Last updated: 02:00 PM ET, Tue April 14 2015

GBTA: U.S. Business Travel Volume to Rise Through 2016

Business Travel | Global Business Travel Association (GBTA) | Patrick Clarke | April 14, 2015

GBTA: U.S. Business Travel Volume to Rise Through 2016

The Global Business Travel Association's latest BTI Outlook released on Tuesday forecasts U.S. business travel volume to increase over the next two years as a result of increased demand, a recovering American economy and declining oil prices, among other key factors.

Although the GBTA's updated projection for U.S. business travel spending in 2015 is lower than originally forecasted as a result of reduced prices on travel goods and services, spending is still expected to rise a healthy 3.1 percent to $295.7 billion this year.

On the other hand, total person-trip volume is forecasted to increase more than previously predicted, with that figure projected to grow 1.7 percent to 492.1 million trips in 2015.

"The expected increase in U.S. business travel volume is an excellent indicator of how the overall domestic economy is faring, with every sector and consumer spending performing better than we've seen since 2009," said GBTA executive director and COO Michael McCormick in a statement. 

"Thanks to a healthier domestic economy and a stronger U.S. dollar, companies are putting more travelers on the road not only because they can afford to, but because they continue to see a strong return on their business travel investment," added McCormick.

While business travelers have yet to be rewarded for plummeting oil prices, the first-quarter BTI Outlook still forecasts the cost of air and ground travel to remain relatively steady this year, rising just over one percent before normalizing in 2016.

Meanwhile, the GBTA's BTI Index of business travel activity is expected to climb from 133 to 140 by year's end before eventually rising to 145 in 2016.

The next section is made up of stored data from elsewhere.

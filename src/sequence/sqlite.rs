use std::marker::PhantomData;

use log::trace;
use sqlx::{sqlite::SqliteRow, FromRow, Pool, QueryBuilder, Sqlite};

use super::source::ChunkedSource;
use crate::{error::CandyError, guard};

/// Chunked source backed by a SQLite query.
///
/// Each [`fetch`](ChunkedSource::fetch) re-runs the query with a
/// `LIMIT`/`OFFSET` suffix and [`count`](ChunkedSource::count) wraps it in
/// `SELECT COUNT(*)`. The query should carry an `ORDER BY` clause so that
/// successive windows are stable.
///
/// The async driver is bridged with `tokio::task::block_in_place`, so the
/// source must be used from within a multi-threaded Tokio runtime.
///
/// # Examples
///
/// ```no_run
/// use candy_rs::sequence::{chunk_select_range_from, SqliteChunkedSource};
/// use sqlx::SqlitePool;
///
/// # #[tokio::main(flavor = "multi_thread")]
/// # async fn main() -> Result<(), Box<dyn std::error::Error>> {
/// let pool = SqlitePool::connect("sqlite://accounts.db").await?;
/// let source = SqliteChunkedSource::<(i64, String)>::new(
///     pool,
///     "SELECT id, login FROM accounts ORDER BY id",
/// )?;
///
/// for chunk in chunk_select_range_from(&source, 500)? {
///     for (id, login) in chunk? {
///         println!("{id}: {login}");
///     }
/// }
/// # Ok(())
/// # }
/// ```
pub struct SqliteChunkedSource<I> {
    pool: Pool<Sqlite>,
    query: String,
    _phantom: PhantomData<I>,
}

impl<I> SqliteChunkedSource<I>
where
    for<'r> I: FromRow<'r, SqliteRow> + Send + Unpin,
{
    /// # Errors
    ///
    /// Returns [`CandyError::InvalidArgument`] when `query` is empty.
    pub fn new(pool: Pool<Sqlite>, query: &str) -> Result<Self, CandyError> {
        guard::not_empty(query.trim(), "query")?;

        Ok(Self {
            pool,
            query: query.trim().trim_end_matches(';').to_string(),
            _phantom: PhantomData,
        })
    }

    pub fn query(&self) -> &str {
        &self.query
    }
}

impl<I> ChunkedSource for SqliteChunkedSource<I>
where
    for<'r> I: FromRow<'r, SqliteRow> + Send + Unpin,
{
    type Item = I;

    fn fetch(&self, offset: usize, limit: usize) -> Result<Vec<I>, CandyError> {
        let mut query_builder = QueryBuilder::<Sqlite>::new(&self.query);
        query_builder.push(format!(" LIMIT {} OFFSET {}", limit, offset));

        let sql = query_builder.sql();
        trace!("Fetching rows with: {}", sql);

        tokio::task::block_in_place(|| {
            tokio::runtime::Handle::current().block_on(async {
                sqlx::query_as::<Sqlite, I>(sql)
                    .fetch_all(&self.pool)
                    .await
            })
        })
        .map_err(|err| CandyError::Source(err.to_string()))
    }

    fn count(&self) -> Result<usize, CandyError> {
        let sql = format!("SELECT COUNT(*) FROM ({})", self.query);

        let total = tokio::task::block_in_place(|| {
            tokio::runtime::Handle::current().block_on(async {
                sqlx::query_scalar::<Sqlite, i64>(&sql)
                    .fetch_one(&self.pool)
                    .await
            })
        })
        .map_err(|err| CandyError::Source(err.to_string()))?;

        usize::try_from(total).map_err(|err| CandyError::Source(err.to_string()))
    }
}

#[cfg(test)]
mod tests {
    use sqlx::sqlite::SqlitePoolOptions;

    use super::*;
    use crate::sequence::{chunk_select_from, chunk_select_range_from, PagedSequence};

    async fn setup_pool(rows: i64) -> Pool<Sqlite> {
        let pool = SqlitePoolOptions::new()
            .max_connections(1)
            .idle_timeout(None)
            .max_lifetime(None)
            .connect("sqlite::memory:")
            .await
            .unwrap();

        sqlx::query("CREATE TABLE numbers (id INTEGER PRIMARY KEY, label TEXT NOT NULL)")
            .execute(&pool)
            .await
            .unwrap();

        for id in 0..rows {
            sqlx::query("INSERT INTO numbers (id, label) VALUES (?, ?)")
                .bind(id)
                .bind(format!("n{id}"))
                .execute(&pool)
                .await
                .unwrap();
        }

        pool
    }

    #[tokio::test(flavor = "multi_thread")]
    async fn should_fetch_windows() {
        let pool = setup_pool(10).await;
        let source =
            SqliteChunkedSource::<(i64, String)>::new(pool, "SELECT id, label FROM numbers ORDER BY id;")
                .unwrap();

        assert_eq!(source.query(), "SELECT id, label FROM numbers ORDER BY id");
        assert_eq!(source.count().unwrap(), 10);

        let rows = source.fetch(8, 5).unwrap();
        assert_eq!(rows, vec![(8, "n8".to_string()), (9, "n9".to_string())]);
        assert!(source.fetch(10, 5).unwrap().is_empty());
    }

    #[tokio::test(flavor = "multi_thread")]
    async fn should_chunk_query_results() {
        let pool = setup_pool(250).await;
        let source =
            SqliteChunkedSource::<(i64,)>::new(pool, "SELECT id FROM numbers ORDER BY id").unwrap();

        let mut sum = 0;
        for chunk in chunk_select_range_from(&source, 45).unwrap() {
            sum += chunk.unwrap().iter().map(|(id,)| id).sum::<i64>();
        }
        assert_eq!(sum, 31125);

        let sum: i64 = chunk_select_from(&source, 45)
            .unwrap()
            .map(|row| row.unwrap().0)
            .sum();
        assert_eq!(sum, 31125);
    }

    #[tokio::test(flavor = "multi_thread")]
    async fn should_page_query_results() {
        let pool = setup_pool(250).await;
        let source =
            SqliteChunkedSource::<(i64,)>::new(pool, "SELECT id FROM numbers ORDER BY id").unwrap();

        let page = PagedSequence::from_source(&source, 20, 13).unwrap();
        assert_eq!(page.total_pages(), 20);
        assert_eq!(page.items(), &[(247,), (248,), (249,)]);
    }

    #[tokio::test(flavor = "multi_thread")]
    async fn invalid_query_should_surface_as_source_error() {
        let pool = setup_pool(0).await;
        let source =
            SqliteChunkedSource::<(i64,)>::new(pool, "SELECT id FROM missing_table").unwrap();

        assert!(matches!(source.count(), Err(CandyError::Source(_))));

        let results: Vec<_> = chunk_select_from(&source, 10).unwrap().collect();
        assert_eq!(results.len(), 1);
        assert!(results[0].is_err());
    }

    #[tokio::test(flavor = "multi_thread")]
    async fn empty_query_should_be_rejected() {
        let pool = setup_pool(0).await;
        let result = SqliteChunkedSource::<(i64,)>::new(pool, "   ");
        assert!(matches!(result, Err(CandyError::InvalidArgument { .. })));
    }
}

"The BTI forecast continues to be a strong indicator of the state of business travel, adept at predicting trouble spots and growth signals," said GBTA Foundation vice president of research Joseph Bates. "The economic recovery continues to pick up steam but lower prices have kept spending in check."

The aforementioned U.S. business travel growth is anticipated despite an uncertain global economy.